**Exercise description**
Where the string "deserialised" occurs in the material below, report the whole line.

**Data listing**
....................

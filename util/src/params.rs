//! Generic parameters functions
//!
//! Parameters are stored in TOML files. A whole file can be deserialised into
//! a parameter struct with [`load`], or wrapped in a [`ParamSource`] which
//! hands out named sections on demand. The latter is used by pluggable items
//! (critics, motion models) which each own a section keyed by their name.

// ---------------------------------------------------------------------------
// IMPORTS
// ---------------------------------------------------------------------------

use serde::de::DeserializeOwned;
use std::fs::read_to_string;
use std::path::Path;
use thiserror::Error;
use toml;

// ---------------------------------------------------------------------------
// DATA STRUCTURES
// ---------------------------------------------------------------------------

/// A loaded parameter file from which named sections can be deserialised.
///
/// A section which is not present in the file deserialises to the section
/// struct's `Default`, so parameter files only need to spell out values that
/// differ from the defaults.
#[derive(Debug, Clone)]
pub struct ParamSource {
    root: toml::Value,
}

// ---------------------------------------------------------------------------
// ENUMERATIONS
// ---------------------------------------------------------------------------

/// An error that occurs during loading of a parameter file.
#[derive(Debug, Error)]
pub enum LoadError {
    #[error("Cannot load the parameter file: {0}")]
    FileLoadError(std::io::Error),

    #[error("Cannot read the parameter file: {0}")]
    DeserialiseError(toml::de::Error),

    #[error("Cannot read the parameter section `{0}`: {1}")]
    SectionError(String, toml::de::Error),
}

// ---------------------------------------------------------------------------
// IMPLEMENTATIONS
// ---------------------------------------------------------------------------

impl ParamSource {
    /// Load a parameter source from the given file path.
    pub fn from_file<P: AsRef<Path>>(path: P) -> Result<Self, LoadError> {
        let params_str = match read_to_string(path) {
            Ok(s) => s,
            Err(e) => return Err(LoadError::FileLoadError(e)),
        };

        Self::from_str(&params_str)
    }

    /// Build a parameter source from a TOML string.
    pub fn from_str(params_str: &str) -> Result<Self, LoadError> {
        match params_str.parse::<toml::Value>() {
            Ok(root) => Ok(Self { root }),
            Err(e) => Err(LoadError::DeserialiseError(e)),
        }
    }

    /// Deserialise the named top-level section.
    ///
    /// A missing section produces the section struct's default value.
    pub fn section<P>(&self, name: &str) -> Result<P, LoadError>
    where
        P: DeserializeOwned + Default,
    {
        match self.root.get(name) {
            Some(value) => value
                .clone()
                .try_into()
                .map_err(|e| LoadError::SectionError(name.into(), e)),
            None => Ok(P::default()),
        }
    }

    /// True if the named top-level section exists in the file.
    pub fn has_section(&self, name: &str) -> bool {
        self.root.get(name).is_some()
    }
}

// ---------------------------------------------------------------------------
// PUBLIC FUNCTIONS
// ---------------------------------------------------------------------------

/// Load a parameter file into a single parameter struct.
pub fn load<P>(param_file_path: &Path) -> Result<P, LoadError>
where
    P: DeserializeOwned,
{
    // Load the file into a string
    let params_str = match read_to_string(param_file_path) {
        Ok(s) => s,
        Err(e) => return Err(LoadError::FileLoadError(e)),
    };

    // Parse the string into the parameter struct
    match toml::from_str(params_str.as_str()) {
        Ok(p) => Ok(p),
        Err(e) => Err(LoadError::DeserialiseError(e)),
    }
}

// ---------------------------------------------------------------------------
// TESTS
// ---------------------------------------------------------------------------

#[cfg(test)]
mod test {
    use super::*;
    use serde::Deserialize;

    #[derive(Debug, Deserialize, PartialEq)]
    #[serde(default)]
    struct DummyParams {
        weight: f64,
        power: u32,
    }

    impl Default for DummyParams {
        fn default() -> Self {
            Self {
                weight: 1.0,
                power: 1,
            }
        }
    }

    #[test]
    fn test_section_present() {
        let source = ParamSource::from_str(
            "[Dummy]\n\
             weight = 5.0\n\
             power = 2\n",
        )
        .unwrap();

        let params: DummyParams = source.section("Dummy").unwrap();
        assert_eq!(
            params,
            DummyParams {
                weight: 5.0,
                power: 2
            }
        );
    }

    #[test]
    fn test_section_missing_gives_defaults() {
        let source = ParamSource::from_str("").unwrap();
        assert!(!source.has_section("Dummy"));

        let params: DummyParams = source.section("Dummy").unwrap();
        assert_eq!(params, DummyParams::default());
    }

    #[test]
    fn test_partial_section_fills_defaults() {
        let source = ParamSource::from_str("[Dummy]\nweight = 3.0\n").unwrap();

        let params: DummyParams = source.section("Dummy").unwrap();
        assert_eq!(params.weight, 3.0);
        assert_eq!(params.power, 1);
    }
}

....................

**Solution to this exercise**
//! Parameters are stored in TOML files. A whole file can be deserialised into
/// A loaded parameter file from which named sections can be deserialised.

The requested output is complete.